For the soul to have been ground out of existence so easily, it cannot have been very powerful in the first place. For the snarling animal to be called out of his lair so easily, he must have been inclined to snarl at the slightest provocation.
Why didn't D. H. Lawrence's ordeals make him hate other human beings? A human writer realizes that other human beings may be victims like himself and he should unite with them against the aggressor, not become one.
Rank had the same conflict I had, wanting to be good, and becoming unnaturally good, not human. I was not natural with Henry, I played the role of the ideal confidante he needed for his writing.

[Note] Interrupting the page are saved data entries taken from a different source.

//! Artifact resolution and the per-coordinate resolution cache.

use std::path::PathBuf;
use std::sync::Arc;

use parking_lot::{Mutex, RwLock};
use rustc_hash::FxHashMap;
use tracing::debug;

use super::coordinate::Coordinate;
use crate::error::Result;

/// Turns a coordinate into a local file.
///
/// `Ok(None)` means the artifact does not exist; errors are reserved for
/// resolution failures.
pub trait ArtifactResolver: Send + Sync {
    fn resolve(&self, coordinate: &Coordinate) -> Result<Option<PathBuf>>;
}

/// Resolves artifacts from a local repository directory laid out as
/// `group/as/dirs/artifact/version/artifact-version[-classifier].ext`.
#[derive(Clone, Debug)]
pub struct LocalRepository {
    root: PathBuf,
}

impl LocalRepository {
    pub fn new(root: impl Into<PathBuf>) -> Self {
        Self { root: root.into() }
    }
}

impl ArtifactResolver for LocalRepository {
    fn resolve(&self, coordinate: &Coordinate) -> Result<Option<PathBuf>> {
        let path = self.root.join(coordinate.repository_path());
        Ok(path.is_file().then_some(path))
    }
}

/// Memoizes successful resolutions.
///
/// Concurrent requests for the same coordinate are serialized so at most one
/// resolution per coordinate is in flight; different coordinates resolve in
/// parallel. Misses and failures are not cached.
pub struct DependencyCache<R> {
    resolver: R,
    resolved: RwLock<FxHashMap<Coordinate, PathBuf>>,
    in_flight: Mutex<FxHashMap<Coordinate, InFlight>>,
}

/// Per-coordinate lock plus the number of callers holding or awaiting it.
#[derive(Default)]
struct InFlight {
    lock: Arc<Mutex<()>>,
    users: usize,
}

impl<R: ArtifactResolver> DependencyCache<R> {
    pub fn new(resolver: R) -> Self {
        Self {
            resolver,
            resolved: RwLock::new(FxHashMap::default()),
            in_flight: Mutex::new(FxHashMap::default()),
        }
    }

    pub fn resolver(&self) -> &R {
        &self.resolver
    }

    pub fn get(&self, coordinate: &Coordinate) -> Result<Option<PathBuf>> {
        if let Some(path) = self.resolved.read().get(coordinate) {
            return Ok(Some(path.clone()));
        }

        let lock = {
            let mut in_flight = self.in_flight.lock();
            let entry = in_flight.entry(coordinate.clone()).or_default();
            entry.users += 1;
            Arc::clone(&entry.lock)
        };
        let _guard = lock.lock();
        let resolved = self.resolve_locked(coordinate);
        self.release(coordinate);
        resolved
    }

    fn resolve_locked(&self, coordinate: &Coordinate) -> Result<Option<PathBuf>> {
        // Another caller may have finished while we waited.
        if let Some(path) = self.resolved.read().get(coordinate) {
            return Ok(Some(path.clone()));
        }

        let resolved = self.resolver.resolve(coordinate)?;
        match &resolved {
            Some(path) => {
                debug!(%coordinate, path = %path.display(), "resolved artifact");
                self.resolved.write().insert(coordinate.clone(), path.clone());
            }
            None => debug!(%coordinate, "artifact not found"),
        }
        Ok(resolved)
    }

    /// Drop the coordinate's lock once no other caller holds or awaits it.
    fn release(&self, coordinate: &Coordinate) {
        let mut in_flight = self.in_flight.lock();
        if let Some(entry) = in_flight.get_mut(coordinate) {
            entry.users -= 1;
            if entry.users == 0 {
                in_flight.remove(coordinate);
            }
        }
    }

    /// First candidate that resolves, in order.
    pub fn first_of(&self, candidates: &[Coordinate]) -> Result<Option<(Coordinate, PathBuf)>> {
        for coordinate in candidates {
            if let Some(path) = self.get(coordinate)? {
                return Ok(Some((coordinate.clone(), path)));
            }
        }
        Ok(None)
    }

    pub fn cached_len(&self) -> usize {
        self.resolved.read().len()
    }
}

When Rank saved people they were his creation. He had to continue to be the figure which saved them, the ideal wise man. He was not permitted to be human, or even to love them. The life of an analyst is tragic. A country doctor, a physical doctor, can be human, fallible. He can be loved for what he is outside of his profession. An analyst does not exist in the mind of his patient except as a figure in his own drama.